Il secoue son camarade. Il le secoue.
- Lève-toi ! Tout de suite !
Himchan force pour redresser Yongguk. La méthode physique semble être la plus efficace. L'homme se laisse faire comme un pantin, et le voilà sur les fesses.
Bon ! C'est pas si mal ! Même si Yongguk cache sa tête entre ses genoux. Himchan se lève, va vers la porte. Son cœur, ce vieux janggu, il s'active. Parce qu'Himchan s'approche de la combinaison. Il se rappelle douloureusement : d'abord les pertes de Yongguk, ça lui fait froid dans le dos. Il avait voulu être optimiste, logique. C'est le pessimisme qui avait gagné, puisque de toute évidence, ses téléphones qui sonnent dans le vide avaient bien le sens terrible envisagé par Yongguk. A sa connaissance, ça fait donc ... Le doigts d'Himchan frappent :
05
Et ses pertes personnelles :
01
Himchan abaisse la poignée de la porte d'entrée. Elle se refuse à lui, encore.

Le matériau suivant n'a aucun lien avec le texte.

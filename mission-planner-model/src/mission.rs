//! The live, editable mission: routes, point markers and frontlines.

use serde::{Deserialize, Serialize};

use crate::calc::{self, MapPoint};
use crate::error::PlanError;
use crate::theater::TheaterConfig;

pub const DEFAULT_FLIGHT_NAME: &str = "New Flight";
pub const DEFAULT_FLIGHT_SPEED: u32 = 300;
pub const DEFAULT_MARKER_NAME: &str = "New Marker";
pub const MAX_LEG_SPEED: u32 = 9999;

#[derive(Serialize, Deserialize, Clone, Copy, PartialEq, Eq, PartialOrd, Ord, Hash, Debug)]
pub struct RouteId(pub u32);
#[derive(Serialize, Deserialize, Clone, Copy, PartialEq, Eq, PartialOrd, Ord, Hash, Debug)]
pub struct MarkerId(pub u32);
#[derive(Serialize, Deserialize, Clone, Copy, PartialEq, Eq, PartialOrd, Ord, Hash, Debug)]
pub struct FrontlineId(pub u32);

/// Discriminates the kinds of entity a mission can own.
#[derive(Clone, Copy, PartialEq, Eq, PartialOrd, Ord, Hash, Debug)]
pub enum EntityId {
    Route(RouteId),
    Marker(MarkerId),
    Frontline(FrontlineId),
}

/// Icon families the map widget knows how to draw.
#[derive(Serialize, Deserialize, Clone, Copy, PartialEq, Eq, Debug, Default)]
#[serde(rename_all = "kebab-case")]
pub enum MarkerKind {
    Aerodrome,
    Fighter,
    Attacker,
    Bomber,
    Transport,
    Ship,
    Tank,
    Train,
    Flak,
    Balloon,
    City,
    #[default]
    #[serde(other)]
    GenericMarker,
}

#[derive(Serialize, Deserialize, Clone, Copy, PartialEq, Eq, Debug, Default)]
#[serde(rename_all = "kebab-case")]
pub enum MarkerColor {
    Red,
    Blue,
    Green,
    White,
    Yellow,
    #[default]
    #[serde(other)]
    Black,
}

/// A flight plan: an ordered polyline plus one speed per leg. The vertex and
/// speed lists are kept private so `leg_speeds.len() == vertices.len() - 1`
/// holds after every mutation.
#[derive(Clone, Debug)]
pub struct Route {
    pub id: RouteId,
    pub name: String,
    /// The speed new legs start out with, km/h.
    pub base_speed: u32,
    vertices: Vec<MapPoint>,
    leg_speeds: Vec<u32>,
}

fn broadcast_speed(speed: u32, legs: usize) -> Vec<u32> {
    vec![speed; legs]
}

impl Route {
    fn new(id: RouteId, vertices: Vec<MapPoint>, name: String, base_speed: u32) -> Route {
        let leg_speeds = broadcast_speed(base_speed, vertices.len().saturating_sub(1));
        Route {
            id,
            name,
            base_speed,
            vertices,
            leg_speeds,
        }
    }

    pub fn vertices(&self) -> &[MapPoint] {
        &self.vertices
    }

    pub fn leg_speeds(&self) -> &[u32] {
        &self.leg_speeds
    }

    /// Replace the geometry. Per-leg speeds survive only when asked for and
    /// the leg count is unchanged; otherwise they are rebuilt from
    /// `base_speed`.
    pub fn replace_vertices(&mut self, vertices: Vec<MapPoint>, preserve_leg_speeds: bool) {
        let legs = vertices.len().saturating_sub(1);
        if !preserve_leg_speeds || legs != self.leg_speeds.len() {
            self.leg_speeds = broadcast_speed(self.base_speed, legs);
        }
        self.vertices = vertices;
    }

    pub fn set_leg_speed(&mut self, index: usize, speed: u32) -> Result<(), PlanError> {
        if speed > MAX_LEG_SPEED {
            return Err(PlanError::InvalidSpeed(speed));
        }
        let legs = self.leg_speeds.len();
        match self.leg_speeds.get_mut(index) {
            Some(slot) => {
                *slot = speed;
                Ok(())
            }
            None => Err(PlanError::LegOutOfRange { index, legs }),
        }
    }

    /// Changing the base speed throws away per-leg overrides.
    pub fn set_base_speed(&mut self, speed: u32) {
        self.base_speed = speed;
        self.leg_speeds = broadcast_speed(speed, self.vertices.len().saturating_sub(1));
    }

    /// Derive the timed legs for this route on the given theater. Never
    /// cached; geometry or speed edits are picked up on the next call.
    pub fn legs(&self, config: &TheaterConfig) -> Vec<Leg> {
        self.vertices
            .windows(2)
            .zip(&self.leg_speeds)
            .map(|(pair, &speed)| Leg::new(pair[0], pair[1], speed, config))
            .collect()
    }

    fn attach_leg_speeds(&mut self, speeds: Vec<u32>) {
        if speeds.len() == self.leg_speeds.len() {
            self.leg_speeds = speeds;
        }
    }
}

/// One straight segment between two consecutive route vertices, with
/// everything the map widget needs to label it.
#[derive(Serialize, Clone, PartialEq, Debug)]
#[serde(rename_all = "camelCase")]
pub struct Leg {
    /// Scaled to kilometers with the theater's scale factor.
    pub distance: f64,
    pub heading: f64,
    pub inverted_heading: f64,
    pub speed: u32,
    pub eta_seconds: f64,
    pub midpoint: MapPoint,
    /// Preformatted `[12.3km|090°/270°|300kph|4:05]` text.
    pub label: String,
}

impl Leg {
    fn new(from: MapPoint, to: MapPoint, speed: u32, config: &TheaterConfig) -> Leg {
        let distance = config.scale * calc::distance(from, to);
        let heading = calc::heading(from, to);
        let inverted_heading = calc::invert_heading(heading);
        let eta_seconds = calc::time_seconds(f64::from(speed), distance);
        let label = format!(
            "[{:.1}km|{}°/{}°|{}kph|{}]",
            distance,
            calc::pad(heading.round(), 3),
            calc::pad(inverted_heading.round(), 3),
            speed,
            calc::format_time(eta_seconds),
        );
        Leg {
            distance,
            heading,
            inverted_heading,
            speed,
            eta_seconds,
            midpoint: calc::midpoint(from, to),
            label,
        }
    }
}

#[derive(Clone, Debug, Default)]
pub struct MarkerAttrs {
    pub name: Option<String>,
    pub kind: Option<MarkerKind>,
    pub color: Option<MarkerColor>,
    pub notes: Option<String>,
}

#[derive(Clone, Debug)]
pub struct Marker {
    pub id: MarkerId,
    pub position: MapPoint,
    pub name: String,
    pub kind: MarkerKind,
    pub color: MarkerColor,
    pub notes: String,
}

/// A pair of opposing front lines. Display-only: imported and exported, but
/// not editable through the route/marker pipeline.
#[derive(Clone, Debug)]
pub struct Frontline {
    pub id: FrontlineId,
    pub side_a: Vec<MapPoint>,
    pub side_b: Vec<MapPoint>,
}

/// Everything currently drawn: routes, markers and frontlines, with ids that
/// stay stable for the session.
#[derive(Clone, Debug, Default)]
pub struct Mission {
    routes: Vec<Route>,
    markers: Vec<Marker>,
    frontlines: Vec<Frontline>,
    next_id: u32,
}

impl Mission {
    pub fn new() -> Mission {
        Mission::default()
    }

    fn next_id(&mut self) -> u32 {
        self.next_id += 1;
        self.next_id
    }

    pub fn add_route(
        &mut self,
        vertices: Vec<MapPoint>,
        name: Option<String>,
        base_speed: Option<u32>,
    ) -> Result<RouteId, PlanError> {
        if vertices.len() < 2 {
            return Err(PlanError::TooFewVertices(vertices.len()));
        }
        let id = RouteId(self.next_id());
        self.routes.push(Route::new(
            id,
            vertices,
            name.unwrap_or_else(|| DEFAULT_FLIGHT_NAME.to_string()),
            base_speed.unwrap_or(DEFAULT_FLIGHT_SPEED),
        ));
        Ok(id)
    }

    /// Import path: attach the document's per-leg speeds verbatim when they
    /// line up with the geometry, otherwise fall back to the base speed.
    pub(crate) fn add_imported_route(
        &mut self,
        vertices: Vec<MapPoint>,
        name: String,
        base_speed: u32,
        leg_speeds: Vec<u32>,
    ) -> Result<RouteId, PlanError> {
        let id = self.add_route(vertices, Some(name), Some(base_speed))?;
        if let Some(route) = self.routes.iter_mut().find(|r| r.id == id) {
            route.attach_leg_speeds(leg_speeds);
        }
        Ok(id)
    }

    pub fn routes(&self) -> &[Route] {
        &self.routes
    }

    pub fn route(&self, id: RouteId) -> Option<&Route> {
        self.routes.iter().find(|route| route.id == id)
    }

    fn route_mut(&mut self, id: RouteId) -> Result<&mut Route, PlanError> {
        self.routes
            .iter_mut()
            .find(|route| route.id == id)
            .ok_or(PlanError::UnknownRoute(id))
    }

    pub fn set_route_leg_speed(
        &mut self,
        id: RouteId,
        index: usize,
        speed: u32,
    ) -> Result<(), PlanError> {
        self.route_mut(id)?.set_leg_speed(index, speed)
    }

    pub fn replace_route_vertices(
        &mut self,
        id: RouteId,
        vertices: Vec<MapPoint>,
        preserve_leg_speeds: bool,
    ) -> Result<(), PlanError> {
        if vertices.len() < 2 {
            return Err(PlanError::TooFewVertices(vertices.len()));
        }
        self.route_mut(id)?
            .replace_vertices(vertices, preserve_leg_speeds);
        Ok(())
    }

    /// Rename and/or re-speed a route. A changed base speed regenerates all
    /// per-leg speeds; an unchanged one leaves overrides alone.
    pub fn update_route_info(
        &mut self,
        id: RouteId,
        name: Option<String>,
        base_speed: Option<u32>,
    ) -> Result<(), PlanError> {
        let route = self.route_mut(id)?;
        if let Some(name) = name {
            route.name = name;
        }
        if let Some(speed) = base_speed {
            if speed != route.base_speed {
                route.set_base_speed(speed);
            }
        }
        Ok(())
    }

    pub fn remove_route(&mut self, id: RouteId) -> Result<Route, PlanError> {
        let index = self
            .routes
            .iter()
            .position(|route| route.id == id)
            .ok_or(PlanError::UnknownRoute(id))?;
        Ok(self.routes.remove(index))
    }

    pub fn compute_legs(&self, id: RouteId, config: &TheaterConfig) -> Result<Vec<Leg>, PlanError> {
        self.route(id)
            .map(|route| route.legs(config))
            .ok_or(PlanError::UnknownRoute(id))
    }

    pub fn add_marker(&mut self, position: MapPoint, attrs: MarkerAttrs) -> MarkerId {
        let id = MarkerId(self.next_id());
        self.markers.push(Marker {
            id,
            position,
            name: attrs.name.unwrap_or_else(|| DEFAULT_MARKER_NAME.to_string()),
            kind: attrs.kind.unwrap_or_default(),
            color: attrs.color.unwrap_or_default(),
            notes: attrs.notes.unwrap_or_default(),
        });
        id
    }

    pub fn markers(&self) -> &[Marker] {
        &self.markers
    }

    pub fn marker(&self, id: MarkerId) -> Option<&Marker> {
        self.markers.iter().find(|marker| marker.id == id)
    }

    pub fn update_marker(&mut self, id: MarkerId, attrs: MarkerAttrs) -> Result<(), PlanError> {
        let marker = self
            .markers
            .iter_mut()
            .find(|marker| marker.id == id)
            .ok_or(PlanError::UnknownMarker(id))?;
        if let Some(name) = attrs.name {
            marker.name = name;
        }
        if let Some(kind) = attrs.kind {
            marker.kind = kind;
        }
        if let Some(color) = attrs.color {
            marker.color = color;
        }
        if let Some(notes) = attrs.notes {
            marker.notes = notes;
        }
        Ok(())
    }

    pub fn move_marker(&mut self, id: MarkerId, position: MapPoint) -> Result<(), PlanError> {
        let marker = self
            .markers
            .iter_mut()
            .find(|marker| marker.id == id)
            .ok_or(PlanError::UnknownMarker(id))?;
        marker.position = position;
        Ok(())
    }

    pub fn remove_marker(&mut self, id: MarkerId) -> Result<Marker, PlanError> {
        let index = self
            .markers
            .iter()
            .position(|marker| marker.id == id)
            .ok_or(PlanError::UnknownMarker(id))?;
        Ok(self.markers.remove(index))
    }

    pub fn add_frontline(&mut self, side_a: Vec<MapPoint>, side_b: Vec<MapPoint>) -> FrontlineId {
        let id = FrontlineId(self.next_id());
        self.frontlines.push(Frontline { id, side_a, side_b });
        id
    }

    pub fn frontlines(&self) -> &[Frontline] {
        &self.frontlines
    }

    pub fn clear(&mut self) {
        self.routes.clear();
        self.markers.clear();
        self.frontlines.clear();
    }

    pub fn is_empty(&self) -> bool {
        self.routes.is_empty() && self.markers.is_empty() && self.frontlines.is_empty()
    }
}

Non ! C'est pas vrai ! Himchan ferme les yeux et se mord le poing pour ne pas crier. Il sent qu'il va devoir comptabiliser des pertes supplémentaires, des pertes qui le concernent à lui aussi. Il tente, la peur au ventre :
06-02
Il obtient encore un refus. Merde ! Le pessimisme, c'est le pessimisme qui gagnera toujours. Pourtant, Himchan ne sera jamais assez pessimiste pour entrer directement la combinaison la plus sombre. Il en reste une avant, et il préfère commencer par elle. Tant pis pour le pessimisme.
07-03
Clac !
Le porte baille comme au ralenti. Cette ouverture revêt quelque chose de surnaturelle. Il ne s'y attendait pas vraiment. Derrière, apparaît un couloir. Il est libre de sortir affronter les prochaines épreuves. L'air s'engouffre, mais ce n'est pas ce froid-là qui fait frissonner Himchan. Deux ! Deux morts supplémentaires !
Himchan progresse précautionneusement. C'est bien un couloir d'hôtel, quelconque et parfaitement vide. Tout le love-hôtel est parfaitement vide. C'est un nouveau saut vers l'inconnu. Et il va devoir trainer son boulet.

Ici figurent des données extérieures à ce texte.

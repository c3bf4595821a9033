//! Recent results table parser.

use scraper::{ElementRef, Html, Selector};
use thiserror::Error;
use tracing::warn;

/// Element id of the recent results table
pub const MATCH_HISTORY_TABLE_ID: &str = "recent-results";

/// Why the recent results table could not be read
#[derive(Debug, Clone, PartialEq, Eq, Error)]
pub enum MatchHistoryError {
    #[error("table #recent-results not found in page")]
    TableNotFound,
    #[error("table #recent-results has no <{0}> section")]
    MissingSection(&'static str),
    #[error("invalid selector: {0}")]
    Selector(String),
}

/// Match history as laid out in the page: one header row, then body rows.
///
/// Rows are kept exactly as the page has them, including rows whose cell
/// count differs from the header.
#[derive(Debug, Clone, Default, PartialEq, Eq)]
pub struct MatchHistory {
    pub headers: Vec<String>,
    pub rows: Vec<Vec<String>>,
}

impl MatchHistory {
    /// True unless there is both a header and at least one row
    pub fn is_empty(&self) -> bool {
        self.headers.is_empty() || self.rows.is_empty()
    }
}

/// Parser for the recent results table
pub struct MatchHistoryParser;

impl MatchHistoryParser {
    /// Parse the table, degrading to an empty one.
    ///
    /// The failure, if any, is logged and handed back for reporting.
    pub fn parse_document(document: &Html) -> (MatchHistory, Option<MatchHistoryError>) {
        match Self::try_parse(document) {
            Ok(history) => (history, None),
            Err(e) => {
                warn!("Match history table unavailable: {}", e);
                (MatchHistory::default(), Some(e))
            }
        }
    }

    pub fn try_parse(document: &Html) -> Result<MatchHistory, MatchHistoryError> {
        let table_selector = selector(&format!("table#{}", MATCH_HISTORY_TABLE_ID))?;

        let table = document
            .select(&table_selector)
            .next()
            .ok_or(MatchHistoryError::TableNotFound)?;

        let thead = first_child_section(&table, "thead")?;
        let tbody = first_child_section(&table, "tbody")?;

        let th_selector = selector("th")?;
        let tr_selector = selector("tr")?;
        let td_selector = selector("td")?;

        let headers = thead.select(&th_selector).map(cell_text).collect();

        let rows = tbody
            .select(&tr_selector)
            .map(|row| row.select(&td_selector).map(cell_text).collect())
            .collect();

        Ok(MatchHistory { headers, rows })
    }
}

fn selector(css: &str) -> Result<Selector, MatchHistoryError> {
    Selector::parse(css).map_err(|e| MatchHistoryError::Selector(e.to_string()))
}

fn first_child_section<'a>(
    table: &ElementRef<'a>,
    section: &'static str,
) -> Result<ElementRef<'a>, MatchHistoryError> {
    let section_selector = selector(section)?;
    table
        .select(&section_selector)
        .next()
        .ok_or(MatchHistoryError::MissingSection(section))
}

fn cell_text(cell: ElementRef) -> String {
    cell.text().collect::<String>().trim().to_string()
}

#[cfg(test)]
mod tests {
    use super::*;

    fn parse(html: &str) -> MatchHistory {
        MatchHistoryParser::parse_document(&Html::parse_document(html)).0
    }

    const SAMPLE_HTML: &str = r#"<!DOCTYPE html>
<html>
<body>
<table id="career-splits"><thead><tr><th>Split</th></tr></thead><tbody><tr><td>Hard</td></tr></tbody></table>
<table id="recent-results">
  <thead>
    <tr>
      <th> Date </th>
      <th>Tournament</th>
      <th>Result</th>
    </tr>
  </thead>
  <tbody>
    <tr><td>2024-01-01</td><td>
        Open X
    </td><td>6-4 6-3</td></tr>
    <tr><td>2023-12-10</td><td><a href="/t/y">Cup Y</a></td><td>7-6(5) 4-6 6-2</td></tr>
  </tbody>
</table>
</body>
</html>"#;

    #[test]
    fn test_parse_match_history() {
        let history = parse(SAMPLE_HTML);

        assert_eq!(history.headers, vec!["Date", "Tournament", "Result"]);
        assert_eq!(history.rows.len(), 2);
        assert_eq!(history.rows[0], vec!["2024-01-01", "Open X", "6-4 6-3"]);
        assert_eq!(history.rows[1], vec!["2023-12-10", "Cup Y", "7-6(5) 4-6 6-2"]);
        assert!(!history.is_empty());
    }

    #[test]
    fn test_single_row_scenario() {
        let html = r#"<table id="recent-results">
            <thead><tr><th>Date</th><th>Tournament</th><th>Result</th></tr></thead>
            <tbody><tr><td>2024-01-01</td><td>Open X</td><td>6-4 6-3</td></tr></tbody>
        </table>"#;
        let history = parse(html);

        assert_eq!(history.headers, vec!["Date", "Tournament", "Result"]);
        assert_eq!(history.rows, vec![vec!["2024-01-01", "Open X", "6-4 6-3"]]);
    }

    #[test]
    fn test_ragged_rows_pass_through() {
        let html = r#"<table id="recent-results">
            <thead><tr><th>A</th><th>B</th></tr></thead>
            <tbody>
              <tr><td>1</td></tr>
              <tr><td>1</td><td>2</td><td>3</td></tr>
              <tr><th>only header cells</th></tr>
            </tbody>
        </table>"#;
        let history = parse(html);

        assert_eq!(history.rows.len(), 3);
        assert_eq!(history.rows[0], vec!["1"]);
        assert_eq!(history.rows[1], vec!["1", "2", "3"]);
        assert!(history.rows[2].is_empty());
    }

    #[test]
    fn test_table_not_found() {
        let document = Html::parse_document("<html><body><p>nothing</p></body></html>");
        assert_eq!(
            MatchHistoryParser::try_parse(&document),
            Err(MatchHistoryError::TableNotFound)
        );
        assert_eq!(
            MatchHistoryParser::parse_document(&document),
            (MatchHistory::default(), Some(MatchHistoryError::TableNotFound))
        );
    }

    #[test]
    fn test_missing_thead_degrades_to_empty() {
        let html = r#"<table id="recent-results"><tr><td>1</td></tr></table>"#;
        let document = Html::parse_document(html);

        assert_eq!(
            MatchHistoryParser::try_parse(&document),
            Err(MatchHistoryError::MissingSection("thead"))
        );

        let history = parse(html);
        assert!(history.headers.is_empty());
        assert!(history.rows.is_empty());
    }

    #[test]
    fn test_headers_without_rows_is_empty() {
        let html = r#"<table id="recent-results">
            <thead><tr><th>Date</th></tr></thead><tbody></tbody>
        </table>"#;
        let history = parse(html);

        assert_eq!(history.headers, vec!["Date"]);
        assert!(history.rows.is_empty());
        assert!(history.is_empty());
    }

    #[test]
    fn test_parse_is_idempotent() {
        assert_eq!(
            parse(SAMPLE_HTML),
            parse(SAMPLE_HTML)
        );
    }
}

- Yongguk ? réclame Himchan qui est revenu s'accroupir en face de son camarade. Il y a des survivants (oui bon il a employé le pluriel ! Il ne pouvait pas faire ça à Yongguk, pas tout de suite !), je pense qu'on peut les revoir. Tu vas venir avec moi, hein ?
Celui qu'il tente de faire réagir ne répond pas.
- Attends ! Tu ne vas pas les laisser te tuer, nous tuer sans te défendre quand-même ?
Yongguk regarde enfin Himchan.
- Je veux que tu te mettes en colère.
Vengeance !?
Cette pensée réveille Yongguk. Ce n'est pas forcément celle que recherche Himchan. La vengeance pourrait mettre Yongguk en danger. La colère dont il parlait est une colère défensive, une colère pour survivre. Mais ce n'est pas ce à quoi pense Bang, Bang pense qu'il veut se venger. Ses poings se serrent. La sclérotique de ses yeux apparaît clairement quand il fixe son camarade.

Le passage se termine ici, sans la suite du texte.